Le ressentiment est une émotion sournoise. Elle peut commencer par une véritable colère, des sentiments blessés ou une déception – des sentiments qui étaient probablement parfaitement logiques dans leurs contextes originaux. Mais si nous les ressentons encore des semaines, des mois ou des années après la douleur initiale, quelque chose a mal tourné.

L’expert en résolution de conflits Christian Conte, PhD, auteur de Walking Through Anger, décrit ce sentiment comme un « engagement à long terme envers la colère. » Dans les programmes en 12 étapes, nourrir le ressentiment est parfois décrit comme boire du poison et attendre que quelqu’un d’autre meure.

Collant et affreux comme le ressentiment est, il peut aussi se sentir bien. Lorsque nous pensons être victimes d’une injustice, le ressentiment peut nous permettre de nous sentir supérieurs, voire justes.
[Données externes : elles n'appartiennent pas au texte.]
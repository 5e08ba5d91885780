//! HTTP server for the P-LOD resource API

use super::handler::{
    as_object_handler, as_predicate_handler, conceptual_ancestors_handler,
    conceptual_children_handler, conceptual_descendants_handler, depicted_where_handler,
    depicts_concepts_handler, geojson_handler, id_handler, images_handler, instances_of_handler,
    root_handler, see_also_handler, spatial_ancestors_handler, spatial_children_handler,
    SharedGraph,
};
use crate::config::{CorsConfig, ServerConfig};
use axum::{
    routing::{get, MethodRouter},
    Router,
};
use std::sync::Arc;
use tower_http::cors::CorsLayer;
use tower_http::trace::TraceLayer;
use tracing::{error, info};

/// Route table: path pattern and the handler serving it
fn routes() -> Vec<(&'static str, MethodRouter<SharedGraph>)> {
    vec![
        ("/id/:p_lod_id", get(id_handler)),
        ("/see-also/:p_lod_id", get(see_also_handler)),
        ("/conceptual-ancestors/:p_lod_id", get(conceptual_ancestors_handler)),
        ("/conceptual-children/:p_lod_id", get(conceptual_children_handler)),
        ("/conceptual-descendants/:p_lod_id", get(conceptual_descendants_handler)),
        ("/spatial-ancestors/:p_lod_id", get(spatial_ancestors_handler)),
        ("/spatial-children/:p_lod_id", get(spatial_children_handler)),
        ("/depicted-where/:p_lod_id", get(depicted_where_handler)),
        ("/depicts-concepts/:p_lod_id", get(depicts_concepts_handler)),
        ("/images/:p_lod_id", get(images_handler)),
        ("/instances-of/:p_lod_id", get(instances_of_handler)),
        ("/as-object/:p_lod_id", get(as_object_handler)),
        ("/as-predicate/:p_lod_id", get(as_predicate_handler)),
        ("/geojson/:p_lod_id", get(geojson_handler)),
    ]
}

/// Underscore spelling of a hyphenated route, e.g. `/depicted_where/:p_lod_id`
fn underscore_alias(path: &str) -> Option<String> {
    let rest = path.strip_prefix('/')?;
    let (head, tail) = rest.split_once('/').unwrap_or((rest, ""));
    if !head.contains('-') {
        return None;
    }
    Some(format!("/{}/{}", head.replace('-', "_"), tail))
}

/// Build the application router
pub fn router(graph: SharedGraph, cors: &CorsConfig) -> Router {
    let mut app = Router::new().route("/", get(root_handler));

    for (path, method_router) in routes() {
        if let Some(alias) = underscore_alias(path) {
            app = app.route(&alias, method_router.clone());
        }
        app = app.route(path, method_router);
    }

    let app = app.layer(TraceLayer::new_for_http());
    let app = if cors.enabled {
        app.layer(CorsLayer::very_permissive())
    } else {
        app
    };

    app.with_state(graph)
}

/// HTTP server serving one loaded graph
pub struct HttpServer {
    graph: SharedGraph,
    config: ServerConfig,
}

impl HttpServer {
    /// Create a new HTTP server
    pub fn new(graph: SharedGraph, config: ServerConfig) -> Self {
        Self { graph, config }
    }

    /// Bind and serve until Ctrl+C
    pub async fn start(&self) -> std::io::Result<()> {
        let app = router(Arc::clone(&self.graph), &self.config.cors);

        let addr = self.config.bind_addr();
        let listener = tokio::net::TcpListener::bind(&addr).await?;

        info!("P-LOD API available at http://{}", listener.local_addr()?);

        axum::serve(listener, app)
            .with_graceful_shutdown(shutdown_signal())
            .await
    }
}

/// Resolves on Ctrl+C; never resolves if the handler cannot be installed
async fn shutdown_signal() {
    match tokio::signal::ctrl_c().await {
        Ok(()) => info!("Shutting down"),
        Err(e) => {
            error!("Cannot listen for Ctrl+C, graceful shutdown disabled: {}", e);
            std::future::pending::<()>().await;
        }
    }
}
À tout le moins, nous pouvons nous sentir protégés, comme si le fait de garder rancune nous rendait moins vulnérables au fait d’être blessés.

Pour autant, cela nous coûte. « Le bilan est énorme », affirme Sharon Salzberg, célèbre professeur de méditation et auteur de Real Happiness. « L’énergie même du ressentiment est si toxique qu’elle nous abat et rend nos vies très petites et constrictives. »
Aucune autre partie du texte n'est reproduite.